TASK TO COMPLETE >>
Could you find every line in the records below that contains the word "Option" and copy it?

DATA SUPPLIED >>
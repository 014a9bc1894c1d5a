use std::env;
use std::fs;
use std::str::FromStr;
use std::time::Duration;

use anyhow::{Context, Result, anyhow};
use reqwest::Url;

use crate::ai::prompt::{self, GREETING};
use crate::ai::retry::RetryPolicy;

const DEFAULT_LLM_HOST: &str = "https://generativelanguage.googleapis.com";
const DEFAULT_LLM_MODEL: &str = "gemini-2.5-flash-preview-09-2025";

#[derive(Clone, Debug)]
pub struct AppConfig {
    pub completion_url: String,
    pub max_retries: u32,
    pub base_delay_ms: u64,
    pub request_timeout: Duration,
    pub system_instruction: String,
    pub greeting: String,
}

impl AppConfig {
    /// Reads the configuration from the process environment.
    pub fn from_env() -> Result<Self> {
        Self::from_lookup(|key| env::var(key).ok())
    }

    /// Builds the configuration from any key lookup so callers (and
    /// tests) don't need to touch the process environment.
    pub fn from_lookup<F>(lookup: F) -> Result<Self>
    where
        F: Fn(&str) -> Option<String>,
    {
        let completion_url = match lookup("FOLIO_COMPLETION_URL") {
            Some(url) => url,
            None => {
                let host = lookup("FOLIO_LLM_HOST").unwrap_or_else(|| DEFAULT_LLM_HOST.to_string());
                let model =
                    lookup("FOLIO_LLM_MODEL").unwrap_or_else(|| DEFAULT_LLM_MODEL.to_string());
                completion_url(&host, &model, lookup("FOLIO_API_KEY").as_deref())?
            }
        };
        let max_retries = parse_var(&lookup, "FOLIO_MAX_RETRIES")?.unwrap_or(3);
        let base_delay_ms = parse_var(&lookup, "FOLIO_BASE_DELAY_MS")?.unwrap_or(1000);
        let request_timeout_secs = parse_var(&lookup, "FOLIO_REQUEST_TIMEOUT_SECS")?.unwrap_or(60);

        // The persona file is used verbatim, it is not a template
        let system_instruction = match lookup("FOLIO_SYSTEM_INSTRUCTION_PATH") {
            Some(path) => fs::read_to_string(&path)
                .with_context(|| format!("Failed to read system instruction from {}", path))?,
            None => prompt::system_instruction()?,
        };
        let greeting = lookup("FOLIO_GREETING").unwrap_or_else(|| GREETING.to_string());
        // The greeting becomes the first turn sent with every request
        if greeting.trim().is_empty() {
            return Err(anyhow!("Invalid value for FOLIO_GREETING: greeting is blank"));
        }

        Ok(Self {
            completion_url,
            max_retries,
            base_delay_ms,
            request_timeout: Duration::from_secs(request_timeout_secs),
            system_instruction,
            greeting,
        })
    }

    pub fn retry_policy(&self) -> RetryPolicy {
        RetryPolicy::new(self.max_retries, Duration::from_millis(self.base_delay_ms))
    }
}

/// Composes the `generateContent` URL for a model. The key is only
/// ever carried inside the URL handed to the transport.
pub fn completion_url(host: &str, model: &str, api_key: Option<&str>) -> Result<String> {
    let base = format!(
        "{}/v1beta/models/{}:generateContent",
        host.trim_end_matches('/'),
        model
    );
    let url = match api_key {
        Some(key) => Url::parse_with_params(&base, &[("key", key)]),
        None => Url::parse(&base),
    }
    .map_err(|e| anyhow!("Invalid completion URL {}: {}", base, e))?;

    Ok(url.to_string())
}

fn parse_var<F, T>(lookup: &F, key: &str) -> Result<Option<T>>
where
    F: Fn(&str) -> Option<String>,
    T: FromStr,
    T::Err: std::fmt::Display,
{
    lookup(key)
        .map(|raw| {
            raw.trim()
                .parse::<T>()
                .map_err(|e| anyhow!("Invalid value for {}: {:?} ({})", key, raw, e))
        })
        .transpose()
}

#[cfg(test)]
mod tests {
    use super::*;
    use std::collections::HashMap;
    use std::io::Write;

    fn lookup_from(pairs: &[(&str, &str)]) -> impl Fn(&str) -> Option<String> {
        let vars: HashMap<String, String> = pairs
            .iter()
            .map(|(k, v)| (k.to_string(), v.to_string()))
            .collect();
        move |key| vars.get(key).cloned()
    }

    #[test]
    fn it_uses_defaults() {
        let config = AppConfig::from_lookup(lookup_from(&[])).unwrap();

        assert_eq!(
            config.completion_url,
            "https://generativelanguage.googleapis.com/v1beta/models/gemini-2.5-flash-preview-09-2025:generateContent"
        );
        assert_eq!(config.max_retries, 3);
        assert_eq!(config.base_delay_ms, 1000);
        assert_eq!(config.request_timeout, Duration::from_secs(60));
        assert_eq!(config.greeting, GREETING);
        assert!(config.system_instruction.contains("Port-folio Bot"));
    }

    #[test]
    fn it_appends_the_api_key_as_a_query_param() {
        let config = AppConfig::from_lookup(lookup_from(&[
            ("FOLIO_LLM_HOST", "http://localhost:8080/"),
            ("FOLIO_LLM_MODEL", "test-model"),
            ("FOLIO_API_KEY", "abc 123"),
        ]))
        .unwrap();

        assert_eq!(
            config.completion_url,
            "http://localhost:8080/v1beta/models/test-model:generateContent?key=abc+123"
        );
    }

    #[test]
    fn it_prefers_an_explicit_completion_url() {
        let config = AppConfig::from_lookup(lookup_from(&[
            ("FOLIO_COMPLETION_URL", "http://proxy.local/chat"),
            ("FOLIO_API_KEY", "ignored"),
        ]))
        .unwrap();

        assert_eq!(config.completion_url, "http://proxy.local/chat");
    }

    #[test]
    fn it_rejects_unparseable_numbers() {
        let err = AppConfig::from_lookup(lookup_from(&[("FOLIO_MAX_RETRIES", "lots")]))
            .unwrap_err();

        assert!(err.to_string().contains("FOLIO_MAX_RETRIES"));
    }

    #[test]
    fn it_rejects_a_blank_greeting() {
        for blank in ["", "  \n\t"] {
            let err = AppConfig::from_lookup(lookup_from(&[("FOLIO_GREETING", blank)]))
                .unwrap_err();

            assert!(err.to_string().contains("FOLIO_GREETING"));
        }
    }

    #[test]
    fn it_uses_a_configured_greeting() {
        let config =
            AppConfig::from_lookup(lookup_from(&[("FOLIO_GREETING", "Welcome!")])).unwrap();

        assert_eq!(config.greeting, "Welcome!");
    }

    #[test]
    fn it_builds_the_retry_policy() {
        let config = AppConfig::from_lookup(lookup_from(&[
            ("FOLIO_MAX_RETRIES", "5"),
            ("FOLIO_BASE_DELAY_MS", "250"),
        ]))
        .unwrap();
        let policy = config.retry_policy();

        assert_eq!(policy.max_attempts(), 5);
        assert_eq!(policy.delay_before(1), Duration::from_millis(250));
    }

    #[test]
    fn it_reads_the_system_instruction_from_a_file() {
        let mut file = tempfile::NamedTempFile::new().unwrap();
        write!(file, "You only talk about boats.").unwrap();
        let path = file.path().display().to_string();

        let config = AppConfig::from_lookup(lookup_from(&[(
            "FOLIO_SYSTEM_INSTRUCTION_PATH",
            path.as_str(),
        )]))
        .unwrap();

        assert_eq!(config.system_instruction, "You only talk about boats.");
    }

    #[test]
    fn it_errors_on_a_missing_system_instruction_file() {
        let result = AppConfig::from_lookup(lookup_from(&[(
            "FOLIO_SYSTEM_INSTRUCTION_PATH",
            "/definitely/not/here.txt",
        )]));

        assert!(result.is_err());
    }
}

RESPONSE TO THE TASK >>
        F: Fn(&str) -> Option<String>,
pub fn completion_url(host: &str, model: &str, api_key: Option<&str>) -> Result<String> {
fn parse_var<F, T>(lookup: &F, key: &str) -> Result<Option<T>>
    F: Fn(&str) -> Option<String>,
    fn lookup_from(pairs: &[(&str, &str)]) -> impl Fn(&str) -> Option<String> {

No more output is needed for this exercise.